La gestion du système électrique relève de RTE, mais EDF joue évidemment un rôle important. Si l'éolien et le solaire doivent représenter demain 30 % ou 40 % de la production, contre 7 % ou 8 % actuellement, nous allons créer une dépendance à l'égard des importations de cellules solaires, de moteurs et de turbines d'éoliennes depuis la Chine. Ayant constaté le danger de la dépendance au gaz russe, il faut s'inquiéter de cette nouvelle dépendance, d'autant plus que la Commission européenne et le Parlement européen n'y accordent aucun intérêt.
D'ailleurs, une de mes surprises – il y a en a eu tellement pendant les huit ans que j'ai passés à la tête d'EDF ! –, c'est qu'il a été décidé à un moment donné, au niveau européen, de faire disparaître du jour au lendemain les taxes appliquées aux cellules solaires en provenance de Chine, alors qu'elles donnaient tout de même un petit avantage compétitif à ceux qui essayaient d'en produire en Europe. Il faut donc, me semble-t-il, que la doctrine européenne évolue à ce sujet. Peut-être cela sera-t-il le cas avec le mécanisme carbone aux frontières en cours de finalisation.

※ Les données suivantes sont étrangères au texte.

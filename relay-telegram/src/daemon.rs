//! Long-poll loop against `getUpdates` (spec.md §5: `poll_updates` suspends
//! on the Telegram long-poll, `timeout_s=50`). Grounded on
//! `other_examples/…ralph-telegram/daemon.rs`'s `poll_updates`/shutdown-
//! signal shape, adapted to emit onto an mpsc channel instead of returning
//! a batch, and to use `CancellationToken` (this workspace's convention,
//! see `relay_runner::runner`) instead of a bare `AtomicBool`.

use teloxide::payloads::GetUpdatesSetters;
use teloxide::prelude::*;
use teloxide::types::AllowedUpdate;
use tokio::sync::mpsc;
use tokio_util::sync::CancellationToken;
use tracing::{debug, info, warn};

use crate::update::{parse_incoming_update, IncomingUpdate};

const POLL_TIMEOUT_SECS: u32 = 50;
const ERROR_BACKOFF_SECS: u64 = 2;

/// Registers `ctrl_c`/`SIGTERM` handlers that cancel `token` once, matching
/// the graceful-shutdown idiom used throughout this workspace.
pub fn install_shutdown_handlers(token: CancellationToken) {
    let ctrl_c_token = token.clone();
    tokio::spawn(async move {
        if tokio::signal::ctrl_c().await.is_ok() {
            ctrl_c_token.cancel();
        }
    });
    #[cfg(unix)]
    {
        let term_token = token;
        tokio::spawn(async move {
            match tokio::signal::unix::signal(tokio::signal::unix::SignalKind::terminate()) {
                Ok(mut sigterm) => {
                    sigterm.recv().await;
                    term_token.cancel();
                }
                Err(err) => {
                    warn!(error = %err, "daemon.sigterm_handler_failed");
                    term_token.cancel();
                }
            }
        });
    }
}

/// Runs the `getUpdates` long-poll loop until `cancel` fires, sending every
/// parsed update onto `tx`. `allowed_chat_ids = None` means every chat is
/// accepted (matching the original's default).
pub async fn run_poll_loop(
    bot: Bot,
    allowed_chat_ids: Option<Vec<i64>>,
    tx: mpsc::Sender<IncomingUpdate>,
    cancel: CancellationToken,
) {
    let mut offset: i32 = 0;
    while !cancel.is_cancelled() {
        let request = bot
            .get_updates()
            .offset(offset)
            .timeout(POLL_TIMEOUT_SECS)
            .allowed_updates(vec![AllowedUpdate::Message, AllowedUpdate::CallbackQuery]);

        let updates = tokio::select! {
            _ = cancel.cancelled() => break,
            result = request => result,
        };

        let updates = match updates {
            Ok(updates) => updates,
            Err(err) => {
                warn!(error = %err, "daemon.get_updates_failed");
                tokio::select! {
                    _ = cancel.cancelled() => break,
                    _ = tokio::time::sleep(std::time::Duration::from_secs(ERROR_BACKOFF_SECS)) => {}
                }
                continue;
            }
        };

        for update in &updates {
            offset = update.id.0 as i32 + 1;
            debug!(update_id = update.id.0, "daemon.update");
            if let Some(parsed) = parse_incoming_update(update, allowed_chat_ids.as_deref()) {
                if tx.send(parsed).await.is_err() {
                    info!("daemon.receiver_dropped");
                    return;
                }
            }
        }
    }
    info!("daemon.poll_loop_stopped");
}
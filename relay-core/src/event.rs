use serde::{Deserialize, Serialize};
use serde_json::Value;

use crate::engine::EngineId;
use crate::resume::ResumeToken;

/// What kind of thing an [`Action`] represents. Inferred by each translator
/// from engine-specific tool/item names (see `relay-runner`'s per-engine
/// `kind_for` helpers).
#[derive(Debug, Clone, Copy, PartialEq, Eq, Serialize, Deserialize)]
#[serde(rename_all = "snake_case")]
pub enum ActionKind {
    Command,
    Tool,
    FileChange,
    WebSearch,
    Subagent,
    Note,
    Warning,
    /// Bookkeeping only; must never appear in a rendered action list
    /// (spec.md §4.5).
    Turn,
}

/// Lifecycle phase of one logical action. `id` is stable across
/// started → updated → completed for a single action.
#[derive(Debug, Clone, Copy, PartialEq, Eq, Serialize, Deserialize)]
#[serde(rename_all = "snake_case")]
pub enum Phase {
    Started,
    Updated,
    Completed,
}

/// Severity attached to an `Action` event, used by completed-only
/// synthesized notes (decode errors, translator errors, process failures).
#[derive(Debug, Clone, Copy, PartialEq, Eq, Serialize, Deserialize)]
#[serde(rename_all = "snake_case")]
pub enum Level {
    Info,
    Warning,
}

/// One action within a run: a shell command, a file edit, a tool call, etc.
#[derive(Debug, Clone, Serialize, Deserialize)]
pub struct Action {
    pub id: String,
    pub kind: ActionKind,
    pub title: String,
    #[serde(default)]
    pub detail: serde_json::Map<String, Value>,
}

impl Action {
    pub fn new(id: impl Into<String>, kind: ActionKind, title: impl Into<String>) -> Self {
        Self {
            id: id.into(),
            kind,
            title: title.into(),
            detail: serde_json::Map::new(),
        }
    }

    pub fn with_detail(mut self, detail: serde_json::Map<String, Value>) -> Self {
        self.detail = detail;
        self
    }
}

/// Token/cost accounting reported by a completed run. Shape varies by
/// engine, so unknown fields are kept in `extra` rather than dropped.
#[derive(Debug, Clone, Default, Serialize, Deserialize)]
pub struct Usage {
    #[serde(default)]
    pub input_tokens: Option<u64>,
    #[serde(default)]
    pub output_tokens: Option<u64>,
    #[serde(flatten)]
    pub extra: serde_json::Map<String, Value>,
}

/// Engine-neutral event produced by the translator layer (spec.md §3).
#[derive(Debug, Clone, Serialize, Deserialize)]
#[serde(tag = "type")]
pub enum Event {
    Started {
        engine: EngineId,
        resume: ResumeToken,
        title: String,
        #[serde(default)]
        meta: Option<Value>,
    },
    Action {
        engine: EngineId,
        action: Action,
        phase: Phase,
        #[serde(default)]
        ok: Option<bool>,
        #[serde(default)]
        message: Option<String>,
        #[serde(default)]
        level: Option<Level>,
    },
    Completed {
        engine: EngineId,
        ok: bool,
        answer: String,
        #[serde(default)]
        resume: Option<ResumeToken>,
        #[serde(default)]
        error: Option<String>,
        #[serde(default)]
        usage: Option<Usage>,
    },
}

impl Event {
    pub fn engine(&self) -> &EngineId {
        match self {
            Event::Started { engine, .. } => engine,
            Event::Action { engine, .. } => engine,
            Event::Completed { engine, .. } => engine,
        }
    }

    pub fn is_completed(&self) -> bool {
        matches!(self, Event::Completed { .. })
    }

    pub fn is_started(&self) -> bool {
        matches!(self, Event::Started { .. })
    }

    /// Builds a completed-only warning note, used by the runner harness to
    /// synthesize errors (malformed JSON, translator panics, non-zero exit)
    /// without requiring a preceding started/updated event. Tolerated by
    /// every consumer per spec.md §3's stream invariants.
    pub fn warning_note(engine: EngineId, id: impl Into<String>, message: impl Into<String>) -> Self {
        let message = message.into();
        Event::Action {
            engine,
            action: Action::new(id, ActionKind::Warning, message.clone()),
            phase: Phase::Completed,
            ok: Some(false),
            message: Some(message),
            level: Some(Level::Warning),
        }
    }
}
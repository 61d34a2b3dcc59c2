//! Per-chat token-bucket rate limiting (spec.md §4.7), grounded on the
//! `governor`-based per-IP limiter in
//! `swedishembedded-sven/crates/sven-gateway/src/http/auth.rs` — here keyed
//! by chat id instead of IP, with two quotas picked by sign.

use std::num::NonZeroU32;
use std::sync::Arc;

use governor::clock::{Clock, DefaultClock};
use governor::state::keyed::DashMapStateStore;
use governor::{Quota, RateLimiter};

type ChatLimiter = RateLimiter<i64, DashMapStateStore<i64>, DefaultClock>;

/// A chat is a "group" (looser quota, Telegram's convention) iff its id is
/// negative.
fn is_group(chat_id: i64) -> bool {
    chat_id < 0
}

/// Two independent token buckets: ~1 msg/sec for private chats, ~20/min for
/// groups and channels. The outbox sleeps until a chat's bucket has a token
/// before dispatching to it (spec.md §4.7).
pub struct ChatRateLimiter {
    private: Arc<ChatLimiter>,
    group: Arc<ChatLimiter>,
    clock: DefaultClock,
}

impl ChatRateLimiter {
    pub fn new() -> Self {
        let private_quota = Quota::per_second(NonZeroU32::new(1).expect("1 > 0"));
        let group_quota = Quota::per_minute(NonZeroU32::new(20).expect("20 > 0"));
        Self {
            private: Arc::new(RateLimiter::keyed(private_quota)),
            group: Arc::new(RateLimiter::keyed(group_quota)),
            clock: DefaultClock::default(),
        }
    }

    fn limiter_for(&self, chat_id: i64) -> &ChatLimiter {
        if is_group(chat_id) {
            &self.group
        } else {
            &self.private
        }
    }

    /// Blocks until `chat_id`'s bucket admits one more send.
    pub async fn until_ready(&self, chat_id: i64) {
        let limiter = self.limiter_for(chat_id);
        loop {
            match limiter.check_key(&chat_id) {
                Ok(()) => return,
                Err(not_until) => {
                    let wait = not_until.wait_time_from(self.clock.now());
                    if wait.is_zero() {
                        continue;
                    }
                    tokio::time::sleep(wait).await;
                }
            }
        }
    }
}

impl Default for ChatRateLimiter {
    fn default() -> Self {
        Self::new()
    }
}

#[cfg(test)]
mod tests {
    use super::*;
    use std::time::Duration;

    #[tokio::test(start_paused = true)]
    async fn private_chat_throttles_to_one_per_second() {
        let limiter = ChatRateLimiter::new();
        let start = tokio::time::Instant::now();
        limiter.until_ready(123).await;
        limiter.until_ready(123).await;
        assert!(start.elapsed() >= Duration::from_millis(900));
    }

    #[tokio::test]
    async fn distinct_chats_do_not_share_a_bucket() {
        let limiter = ChatRateLimiter::new();
        limiter.until_ready(1).await;
        limiter.until_ready(2).await;
    }

    #[test]
    fn group_chat_ids_are_negative() {
        assert!(is_group(-1001234567890));
        assert!(!is_group(987654321));
    }
}
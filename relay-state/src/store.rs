//! Versioned, mtime-cached, atomically-written JSON documents (spec.md
//! §4.10), grounded on
//! `original_source/src/takopi/telegram/state_store.py`'s `JsonStateStore`.
//! Rust's stdlib gives us real file renames and `SystemTime`, so the mtime
//! cache compares `SystemTime` directly instead of the original's raw
//! `st_mtime_ns` integer.

use std::ffi::OsString;
use std::fs;
use std::path::{Path, PathBuf};
use std::time::SystemTime;

use serde::de::DeserializeOwned;
use serde::Serialize;
use tokio::sync::Mutex;
use tracing::warn;

/// Implemented by every state document kind so [`JsonStateStore`] can check
/// the on-disk version without knowing the document's shape, matching the
/// original's `_VersionedState` protocol.
pub trait VersionedState: Serialize + DeserializeOwned + Default + Send {
    const VERSION: u32;
    fn version(&self) -> u32;
}

struct Loaded<T> {
    state: T,
    mtime: Option<SystemTime>,
    loaded: bool,
}

fn tmp_path_for(path: &Path) -> PathBuf {
    let mut name = path.file_name().unwrap_or_default().to_os_string();
    name.push(OsString::from(".tmp"));
    path.with_file_name(name)
}

/// One JSON file, reparsed whenever its mtime changes and written via a
/// tmp-file-then-rename so readers never observe a half-written document
/// (spec.md §4.10). If the on-disk version doesn't match `T::VERSION`, the
/// store treats the file as empty rather than failing.
pub struct JsonStateStore<T: VersionedState> {
    path: PathBuf,
    inner: Mutex<Loaded<T>>,
}

impl<T: VersionedState> JsonStateStore<T> {
    pub fn new(path: impl Into<PathBuf>) -> Self {
        Self {
            path: path.into(),
            inner: Mutex::new(Loaded {
                state: T::default(),
                mtime: None,
                loaded: false,
            }),
        }
    }

    pub fn path(&self) -> &Path {
        &self.path
    }

    fn stat_mtime(&self) -> Option<SystemTime> {
        fs::metadata(&self.path).and_then(|m| m.modified()).ok()
    }

    fn reload_if_needed(&self, loaded: &mut Loaded<T>) {
        let current = self.stat_mtime();
        if loaded.loaded && current == loaded.mtime {
            return;
        }
        loaded.loaded = true;
        loaded.mtime = current;

        if current.is_none() {
            loaded.state = T::default();
            return;
        }

        let bytes = match fs::read(&self.path) {
            Ok(bytes) => bytes,
            Err(err) => {
                warn!(path = %self.path.display(), error = %err, "state.load_failed");
                loaded.state = T::default();
                return;
            }
        };
        let parsed: T = match serde_json::from_slice(&bytes) {
            Ok(parsed) => parsed,
            Err(err) => {
                warn!(path = %self.path.display(), error = %err, "state.parse_failed");
                loaded.state = T::default();
                return;
            }
        };
        if parsed.version() != T::VERSION {
            warn!(
                path = %self.path.display(),
                version = parsed.version(),
                expected = T::VERSION,
                "state.version_mismatch"
            );
            loaded.state = T::default();
            return;
        }
        loaded.state = parsed;
    }

    fn save(&self, loaded: &mut Loaded<T>) -> std::io::Result<()> {
        if let Some(parent) = self.path.parent() {
            fs::create_dir_all(parent)?;
        }
        let mut body = serde_json::to_vec_pretty(&loaded.state).expect("state document serializes");
        body.push(b'\n');
        let tmp_path = tmp_path_for(&self.path);
        fs::write(&tmp_path, &body)?;
        fs::rename(&tmp_path, &self.path)?;
        loaded.mtime = self.stat_mtime();
        Ok(())
    }

    /// Reads the current state, reloading first if the file changed on
    /// disk. Nothing is written back.
    pub async fn read<R>(&self, f: impl FnOnce(&T) -> R) -> R {
        let mut loaded = self.inner.lock().await;
        self.reload_if_needed(&mut loaded);
        f(&loaded.state)
    }

    /// Reloads, runs `f` against the state, then persists whatever `f`
    /// left behind.
    pub async fn write<R>(&self, f: impl FnOnce(&mut T) -> R) -> std::io::Result<R> {
        let mut loaded = self.inner.lock().await;
        self.reload_if_needed(&mut loaded);
        let result = f(&mut loaded.state);
        self.save(&mut loaded)?;
        Ok(result)
    }
}

#[cfg(test)]
mod tests {
    use super::*;
    use serde::Deserialize;

    #[derive(Debug, Clone, Serialize, Deserialize)]
    struct Doc {
        version: u32,
        value: String,
    }

    impl Default for Doc {
        fn default() -> Self {
            Self { version: Self::VERSION, value: String::new() }
        }
    }

    impl VersionedState for Doc {
        const VERSION: u32 = 1;
        fn version(&self) -> u32 {
            self.version
        }
    }

    #[tokio::test]
    async fn round_trips_through_disk() {
        let dir = tempfile::tempdir().unwrap();
        let path = dir.path().join("doc.json");
        let store = JsonStateStore::<Doc>::new(&path);

        store.write(|doc| doc.value = "hello".to_string()).await.unwrap();
        assert!(path.exists());

        let reopened = JsonStateStore::<Doc>::new(&path);
        let value = reopened.read(|doc| doc.value.clone()).await;
        assert_eq!(value, "hello");
    }

    #[tokio::test]
    async fn missing_file_reads_as_default() {
        let dir = tempfile::tempdir().unwrap();
        let path = dir.path().join("missing.json");
        let store = JsonStateStore::<Doc>::new(&path);
        let value = store.read(|doc| doc.value.clone()).await;
        assert_eq!(value, "");
    }

    #[tokio::test]
    async fn version_mismatch_resets_to_default() {
        let dir = tempfile::tempdir().unwrap();
        let path = dir.path().join("doc.json");
        fs::write(&path, br#"{"version": 99, "value": "stale"}"#).unwrap();

        let store = JsonStateStore::<Doc>::new(&path);
        let value = store.read(|doc| doc.value.clone()).await;
        assert_eq!(value, "");
    }

    #[tokio::test]
    async fn external_edit_is_picked_up_on_next_read() {
        let dir = tempfile::tempdir().unwrap();
        let path = dir.path().join("doc.json");
        let store = JsonStateStore::<Doc>::new(&path);
        store.write(|doc| doc.value = "first".to_string()).await.unwrap();

        // Simulate another process rewriting the file with a later mtime.
        tokio::time::sleep(std::time::Duration::from_millis(10)).await;
        fs::write(&path, br#"{"version": 1, "value": "second"}"#).unwrap();

        let value = store.read(|doc| doc.value.clone()).await;
        assert_eq!(value, "second");
    }
}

Quant au financement du passage de 28 à 50 gigawatts d'énergies renouvelables, il reposait sur un certain nombre d'hypothèses. J'ai beaucoup parlé de l'Arenh. En définitive, nous n'avons pas eu les moyens financiers nécessaires pour prendre, comme je l'aurais voulu, le rythme permettant d'atteindre les 50 gigawatts. Néanmoins, grâce à un gros effort, notamment le plan solaire, et à un travail de conviction des populations concernées – l'accélération de la production d'énergies renouvelables en France est un sujet difficile sur lequel vos collègues travaillent en ce moment même en séance publique –, nous avons rattrapé une grande partie de notre retard sur notre principal concurrent en matière de volumes d'électricité renouvelable produite en France ; je parle de l'éolien et du solaire, hors hydraulique. Nous ne l'avons pas tout à fait rattrapé, mais presque.